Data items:

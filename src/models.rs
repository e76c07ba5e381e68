use std::ops::Index;

use chrono::{DateTime, TimeZone, Utc};
use ethers::types::{Address, U256};
use rust_decimal::Decimal;
use serde::{Deserialize, Serialize};

use crate::error::{EngineError, Result};
use crate::math::fixed_point::WAD;

/// The three managed ranges, ordered by ascending price.
#[derive(Copy, Clone, Debug, PartialEq, Eq, Hash, Serialize, Deserialize)]
pub enum PositionKind {
    Floor = 0,
    Anchor = 1,
    Discovery = 2,
}

impl PositionKind {
    pub const ALL: [PositionKind; 3] = [PositionKind::Floor, PositionKind::Anchor, PositionKind::Discovery];

    #[inline]
    pub const fn index(self) -> usize {
        self as usize
    }
}

#[derive(Clone, Debug, PartialEq, Eq, Serialize, Deserialize)]
pub struct LiquidityPosition {
    pub lower_tick: i32,
    pub upper_tick: i32,
    pub liquidity: u128,
    pub price: U256, // WAD price at lower_tick
    pub tick_spacing: i32,
    pub kind: PositionKind,
}

impl LiquidityPosition {
    /// Placeholder for a range that has not been deployed yet.
    pub fn empty(kind: PositionKind, tick_spacing: i32) -> Self {
        Self {
            lower_tick: 0,
            upper_tick: 0,
            liquidity: 0,
            price: U256::zero(),
            tick_spacing,
            kind,
        }
    }

    #[inline]
    pub fn is_empty(&self) -> bool {
        self.liquidity == 0
    }

    /// Range shape check: non-empty and on the grid.
    pub fn validate(&self) -> Result<()> {
        if self.tick_spacing <= 0 {
            return Err(EngineError::InvalidTickSpacing(self.tick_spacing));
        }
        if self.lower_tick % self.tick_spacing != 0 {
            return Err(EngineError::InvalidTick(self.lower_tick));
        }
        if self.upper_tick % self.tick_spacing != 0 {
            return Err(EngineError::InvalidTick(self.upper_tick));
        }
        if self.lower_tick >= self.upper_tick {
            return Err(match self.kind {
                PositionKind::Floor => EngineError::InvalidTicksFloor {
                    lower: self.lower_tick,
                    upper: self.upper_tick,
                },
                PositionKind::Anchor => EngineError::InvalidTicksAnchor {
                    lower: self.lower_tick,
                    upper: self.upper_tick,
                    floor_upper: self.lower_tick,
                },
                PositionKind::Discovery => EngineError::InvalidTicksDiscovery {
                    lower: self.lower_tick,
                    anchor_upper: self.upper_tick,
                },
            });
        }
        Ok(())
    }
}

/// Floor, Anchor and Discovery, addressed by [`PositionKind`].
#[derive(Clone, Debug, PartialEq, Eq, Serialize, Deserialize)]
pub struct Positions([LiquidityPosition; 3]);

impl Positions {
    pub fn new(floor: LiquidityPosition, anchor: LiquidityPosition, discovery: LiquidityPosition) -> Result<Self> {
        let slots = [floor, anchor, discovery];
        for (slot, kind) in slots.iter().zip(PositionKind::ALL) {
            if slot.kind != kind {
                return Err(EngineError::InvalidParameters(format!(
                    "slot {:?} holds a {:?} position",
                    kind, slot.kind
                )));
            }
        }
        Ok(Self(slots))
    }

    pub fn empty(tick_spacing: i32) -> Self {
        Self(PositionKind::ALL.map(|kind| LiquidityPosition::empty(kind, tick_spacing)))
    }

    #[inline]
    pub fn floor(&self) -> &LiquidityPosition {
        &self.0[PositionKind::Floor.index()]
    }

    #[inline]
    pub fn anchor(&self) -> &LiquidityPosition {
        &self.0[PositionKind::Anchor.index()]
    }

    #[inline]
    pub fn discovery(&self) -> &LiquidityPosition {
        &self.0[PositionKind::Discovery.index()]
    }

    pub fn iter(&self) -> impl Iterator<Item = &LiquidityPosition> {
        self.0.iter()
    }

    pub fn is_deployed(&self) -> bool {
        self.0.iter().all(|p| !p.is_empty())
    }

    /// `Floor.upper <= Anchor.lower` and `Anchor.upper <= Discovery.lower`.
    pub fn check_ordering(&self) -> Result<()> {
        for p in self.iter() {
            p.validate()?;
        }
        let (floor, anchor, discovery) = (self.floor(), self.anchor(), self.discovery());
        if anchor.lower_tick < floor.upper_tick {
            return Err(EngineError::InvalidTicksAnchor {
                lower: anchor.lower_tick,
                upper: anchor.upper_tick,
                floor_upper: floor.upper_tick,
            });
        }
        if discovery.lower_tick < anchor.upper_tick {
            return Err(EngineError::InvalidTicksDiscovery {
                lower: discovery.lower_tick,
                anchor_upper: anchor.upper_tick,
            });
        }
        Ok(())
    }
}

impl Index<PositionKind> for Positions {
    type Output = LiquidityPosition;

    fn index(&self, kind: PositionKind) -> &LiquidityPosition {
        &self.0[kind.index()]
    }
}

/// Tunable thresholds owned by the vault.
#[derive(Clone, Debug, PartialEq, Eq, Serialize, Deserialize)]
pub struct ProtocolParameters {
    pub shift_ratio: U256, // WAD
    pub slide_ratio: U256, // WAD
    pub discovery_bips: u32,
    pub shift_anchor_upper_bips: u32,
    pub slide_anchor_upper_bips: u32,
    pub low_balance_threshold_factor: u64,
    pub high_balance_threshold_factor: u64,
    pub inflation_fee_bps: u32,
}

impl Default for ProtocolParameters {
    fn default() -> Self {
        Self {
            shift_ratio: U256::exp10(17) * 9,
            slide_ratio: U256::exp10(16) * 115,
            discovery_bips: 30_000,
            shift_anchor_upper_bips: 300,
            slide_anchor_upper_bips: 500,
            low_balance_threshold_factor: 100,
            high_balance_threshold_factor: 50,
            inflation_fee_bps: 500,
        }
    }
}

impl ProtocolParameters {
    pub fn from_json(raw: &str) -> Result<Self> {
        let params: ProtocolParameters = serde_json::from_str(raw)
            .map_err(|e| EngineError::InvalidParameters(e.to_string()))?;
        params.validate()?;
        Ok(params)
    }

    pub fn validate(&self) -> Result<()> {
        let wad = U256::from(WAD);
        if self.shift_ratio.is_zero() || self.shift_ratio >= wad {
            return Err(EngineError::InvalidParameters("shift ratio must lie in (0, 1)".into()));
        }
        if self.slide_ratio <= wad {
            return Err(EngineError::InvalidParameters("slide ratio must exceed 1".into()));
        }
        if self.discovery_bips == 0 {
            return Err(EngineError::InvalidParameters("discovery width must be non-zero".into()));
        }
        if self.low_balance_threshold_factor == 0 || self.high_balance_threshold_factor == 0 {
            return Err(EngineError::InvalidParameters("balance threshold factors must be non-zero".into()));
        }
        if self.inflation_fee_bps > 10_000 {
            return Err(EngineError::InvalidParameters("inflation fee above 100%".into()));
        }
        Ok(())
    }
}

/// Collaborator identities handed to every engine call. Never persisted by the engine.
#[derive(Clone, Debug, PartialEq, Eq, Serialize, Deserialize)]
pub struct ProtocolAddresses {
    pub pool: Address,
    pub vault: Address,
    pub deployer: Address,
    pub model_helper: Address,
    pub adaptive_supply: Address,
}

#[derive(Copy, Clone, Debug, Default, PartialEq, Eq, Serialize, Deserialize)]
pub struct TokenAmounts {
    pub amount0: U256,
    pub amount1: U256,
}

impl TokenAmounts {
    pub fn new(amount0: U256, amount1: U256) -> Self {
        Self { amount0, amount1 }
    }

    pub fn checked_add(&self, other: &TokenAmounts) -> Result<TokenAmounts> {
        Ok(TokenAmounts {
            amount0: self
                .amount0
                .checked_add(other.amount0)
                .ok_or(EngineError::MathOverflow("token amount add"))?,
            amount1: self
                .amount1
                .checked_add(other.amount1)
                .ok_or(EngineError::MathOverflow("token amount add"))?,
        })
    }

    pub fn is_zero(&self) -> bool {
        self.amount0.is_zero() && self.amount1.is_zero()
    }
}

/// Running total of trading fees collected from the vault's ranges.
#[derive(Clone, Debug, Default, PartialEq, Eq, Serialize, Deserialize)]
pub struct FeeAccumulator {
    pub total: TokenAmounts,
    pub collections: u64,
}

impl FeeAccumulator {
    pub fn record(&mut self, fees: &TokenAmounts) {
        self.total.amount0 = self.total.amount0.saturating_add(fees.amount0);
        self.total.amount1 = self.total.amount1.saturating_add(fees.amount1);
        self.collections += 1;
    }
}

#[derive(Clone, Debug, PartialEq, Eq, Serialize, Deserialize)]
pub enum VaultEvent {
    LiquidityInitialized,
    Shift,
    Slide,
    ParametersUpdated,
}

/// Token supply changes made by a rebalance.
#[derive(Clone, Debug, Default, PartialEq, Eq, Serialize, Deserialize)]
pub struct SupplyChange {
    pub minted_to_vault: U256,
    pub minted_to_team: U256,
    pub burned: U256,
}

impl SupplyChange {
    pub fn total_minted(&self) -> U256 {
        self.minted_to_vault.saturating_add(self.minted_to_team)
    }
}

#[derive(Clone, Debug, PartialEq, Eq, Serialize, Deserialize)]
pub struct RebalanceOutcome {
    pub event: VaultEvent,
    pub liquidity_ratio: U256,
    pub skimmed: U256,
    pub positions: Positions,
    pub fees: TokenAmounts,
    pub supply: SupplyChange,
    pub executed_at: u64,
}

impl RebalanceOutcome {
    pub fn executed_at_utc(&self) -> Option<DateTime<Utc>> {
        Utc.timestamp_opt(self.executed_at as i64, 0).single()
    }
}

#[derive(Clone, Debug, PartialEq, Eq, Serialize, Deserialize)]
pub struct RangeInfo {
    pub kind: PositionKind,
    pub lower_tick: i32,
    pub upper_tick: i32,
    pub liquidity: u128,
    pub amount0: U256,
    pub amount1: U256,
    pub fees: TokenAmounts,
    pub capacity: U256,
}

/// Read-only snapshot of a vault's liquidity model.
#[derive(Clone, Debug, Serialize, Deserialize)]
pub struct VaultInfo {
    pub liquidity_ratio: U256,
    pub spot_price: U256,
    pub intrinsic_minimum_value: U256,
    pub circulating_supply: U256,
    pub total_supply: U256,
    pub ranges: Vec<RangeInfo>,
    pub spot_price_display: Option<Decimal>,
    pub imv_display: Option<Decimal>,
}

/// WAD fixed point to a human-readable decimal; `None` when it does not fit.
pub fn wad_to_decimal(value: U256) -> Option<Decimal> {
    if value > U256::from(i128::MAX as u128) {
        return None;
    }
    Decimal::try_from_i128_with_scale(value.as_u128() as i128, 18).ok()
}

§ **Task prompt**:
Go through the entries and report every line with the string "Positions".

§ **Answer box**:
pub struct Positions([LiquidityPosition; 3]);
impl Positions {
impl Index<PositionKind> for Positions {
    pub positions: Positions,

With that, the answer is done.